**ACTIVITY**
Each line below that contains "tshark" should be counted. Give only the total.

Collected data

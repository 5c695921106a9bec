//! Packet Capture — attaches to the armed interfaces, pulls frames through
//! an injected [`FrameSource`], validates each into a [`Record`], and feeds
//! the record queue. A watchdog closes the source after a sustained silence.

pub mod record;
pub mod tshark;

use std::time::Duration;

use async_trait::async_trait;
use tokio::sync::mpsc;
use tracing::{error, info};

pub use record::{OpenDroneIdFields, ParsedFrame, Record, SourceFrame, HEADER_ROW};
pub use tshark::TsharkFrameSource;

use crate::signals::Signal;

/// A source of dissected Remote ID frames. Implemented by the live
/// capture backend in production and by an in-memory fixture in tests —
/// the capture loop never depends on a real wireless adapter or `tshark`
/// process directly.
#[async_trait]
pub trait FrameSource: Send {
    /// Returns the next frame, or `None` once the source is exhausted
    /// (e.g. the underlying capture process exited).
    async fn next_frame(&mut self) -> Option<ParsedFrame>;
}

/// Waits (with a timeout) for the Wi-Fi and/or Bluetooth interface names
/// handed off by the channel sweeper / interface manager.
pub async fn wait_for_interfaces(
    use_wifi: bool,
    use_bt: bool,
    wifi_rx: &mut mpsc::Receiver<String>,
    bt_rx: &mut mpsc::Receiver<String>,
    interface_timeout: Duration,
) -> Vec<String> {
    let mut interfaces = Vec::new();

    if use_wifi {
        match tokio::time::timeout(interface_timeout, wifi_rx.recv()).await {
            Ok(Some(iface)) => interfaces.push(iface),
            Ok(None) => info!("Wi-Fi interface handoff channel closed"),
            Err(_) => error!("timed out waiting for Wi-Fi monitor mode interface to set up"),
        }
    }

    if use_bt {
        match tokio::time::timeout(interface_timeout, bt_rx.recv()).await {
            Ok(Some(iface)) => interfaces.push(iface),
            Ok(None) => info!("Bluetooth interface handoff channel closed"),
            Err(_) => error!("timed out waiting for Bluetooth monitor mode interface to set up"),
        }
    }

    interfaces
}

/// Summary counters returned when the capture loop finishes.
#[derive(Debug, Default, Clone, Copy, PartialEq, Eq)]
pub struct CaptureOutcome {
    pub total_packet_count: u64,
    pub skipped_packet_count: u64,
}

/// Runs the capture loop until the source is exhausted, the watchdog
/// times out, or `sigint` is raised. Always sends a `None` sentinel on the
/// record queue and raises `sleep` before returning, so downstream tasks
/// are never left blocked indefinitely.
pub async fn run_packet_capture(
    mut source: Box<dyn FrameSource>,
    record_tx: mpsc::Sender<Option<Record>>,
    channel_hit_tx: mpsc::Sender<String>,
    sigint: Signal,
    sleep: Signal,
    packet_timeout: Duration,
) -> CaptureOutcome {
    let mut outcome = CaptureOutcome::default();

    info!("waiting for packets...");
    loop {
        if sigint.is_set() {
            info!("detected SIGINT, stopping packet capture");
            break;
        }

        match tokio::time::timeout(packet_timeout, source.next_frame()).await {
            Ok(Some(frame)) => {
                outcome.total_packet_count += 1;
                if let Some(channel) = frame.channel_hint.clone() {
                    let _ = channel_hit_tx.try_send(channel);
                }

                let now_epoch = chrono::Utc::now().timestamp() as f64;
                match Record::from_frame(&frame, now_epoch) {
                    Ok(record) => {
                        if record_tx.try_send(Some(record)).is_err() {
                            outcome.skipped_packet_count += 1;
                        }
                    }
                    Err(e) => {
                        info!(error = %e, "error parsing packet");
                    }
                }
            }
            Ok(None) => {
                info!("capture source exhausted");
                break;
            }
            Err(_) => {
                info!("timed out waiting for a new Remote ID packet");
                break;
            }
        }
    }

    info!(
        total = outcome.total_packet_count,
        skipped = outcome.skipped_packet_count,
        "closing packet capture"
    );

    sleep.set();
    let _ = record_tx.send(None).await;

    outcome
}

**SOLUTION**
3